GOAL OF THE EXERCISE — Examine each line of the data. Copy those that contain the string "Serialize".

INPUT FOR THIS TASK —
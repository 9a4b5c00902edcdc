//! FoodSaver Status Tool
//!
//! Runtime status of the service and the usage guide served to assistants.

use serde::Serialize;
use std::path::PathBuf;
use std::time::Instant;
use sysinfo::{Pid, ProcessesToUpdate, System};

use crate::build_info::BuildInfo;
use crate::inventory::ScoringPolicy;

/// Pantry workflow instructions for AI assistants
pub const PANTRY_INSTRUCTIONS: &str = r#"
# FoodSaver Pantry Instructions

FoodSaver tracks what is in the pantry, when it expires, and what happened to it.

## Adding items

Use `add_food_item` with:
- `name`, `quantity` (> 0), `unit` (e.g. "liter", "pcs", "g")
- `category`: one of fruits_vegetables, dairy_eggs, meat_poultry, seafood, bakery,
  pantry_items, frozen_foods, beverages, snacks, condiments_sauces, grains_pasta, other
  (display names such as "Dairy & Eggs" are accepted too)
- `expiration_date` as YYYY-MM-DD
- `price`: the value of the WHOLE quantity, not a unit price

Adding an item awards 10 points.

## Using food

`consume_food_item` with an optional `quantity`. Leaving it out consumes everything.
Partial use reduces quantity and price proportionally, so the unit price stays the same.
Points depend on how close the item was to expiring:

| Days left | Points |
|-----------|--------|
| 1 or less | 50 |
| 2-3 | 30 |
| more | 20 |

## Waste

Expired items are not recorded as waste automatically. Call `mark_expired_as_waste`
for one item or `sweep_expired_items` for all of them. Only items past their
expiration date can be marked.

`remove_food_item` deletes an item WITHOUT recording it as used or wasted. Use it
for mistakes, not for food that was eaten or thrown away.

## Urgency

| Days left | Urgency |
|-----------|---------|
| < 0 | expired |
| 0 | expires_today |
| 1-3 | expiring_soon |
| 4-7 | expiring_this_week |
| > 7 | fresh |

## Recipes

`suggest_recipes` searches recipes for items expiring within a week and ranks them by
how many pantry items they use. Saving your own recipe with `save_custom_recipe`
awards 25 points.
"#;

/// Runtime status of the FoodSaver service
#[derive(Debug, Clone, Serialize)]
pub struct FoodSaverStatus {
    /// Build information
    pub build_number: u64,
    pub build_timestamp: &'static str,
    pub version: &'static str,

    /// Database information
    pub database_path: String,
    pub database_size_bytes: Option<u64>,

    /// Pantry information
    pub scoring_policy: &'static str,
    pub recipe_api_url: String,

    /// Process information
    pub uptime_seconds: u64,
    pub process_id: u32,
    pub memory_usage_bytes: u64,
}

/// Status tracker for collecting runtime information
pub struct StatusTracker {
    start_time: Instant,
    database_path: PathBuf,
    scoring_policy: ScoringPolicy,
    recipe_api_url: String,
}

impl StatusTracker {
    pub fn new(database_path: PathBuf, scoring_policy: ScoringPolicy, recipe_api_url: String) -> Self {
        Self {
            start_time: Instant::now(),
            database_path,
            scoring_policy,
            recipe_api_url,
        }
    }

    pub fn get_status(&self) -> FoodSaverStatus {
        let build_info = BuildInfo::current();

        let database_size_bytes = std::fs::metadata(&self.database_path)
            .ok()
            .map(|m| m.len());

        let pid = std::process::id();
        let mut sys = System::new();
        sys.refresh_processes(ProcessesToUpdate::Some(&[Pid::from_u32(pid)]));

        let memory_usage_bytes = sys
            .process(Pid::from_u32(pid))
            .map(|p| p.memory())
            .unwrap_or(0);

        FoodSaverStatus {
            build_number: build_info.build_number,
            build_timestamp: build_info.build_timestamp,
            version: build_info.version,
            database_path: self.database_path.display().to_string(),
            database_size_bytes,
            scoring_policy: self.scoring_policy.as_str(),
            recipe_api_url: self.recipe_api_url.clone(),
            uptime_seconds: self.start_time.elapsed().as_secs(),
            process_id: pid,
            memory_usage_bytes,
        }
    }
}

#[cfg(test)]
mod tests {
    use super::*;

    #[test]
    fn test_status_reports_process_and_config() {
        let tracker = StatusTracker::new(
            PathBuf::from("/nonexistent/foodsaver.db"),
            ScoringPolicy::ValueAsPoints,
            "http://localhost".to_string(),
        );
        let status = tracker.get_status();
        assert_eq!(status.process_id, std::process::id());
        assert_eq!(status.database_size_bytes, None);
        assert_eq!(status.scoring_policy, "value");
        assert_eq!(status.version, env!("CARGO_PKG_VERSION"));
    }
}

EXPECTED ANSWER —
use serde::Serialize;
#[derive(Debug, Clone, Serialize)]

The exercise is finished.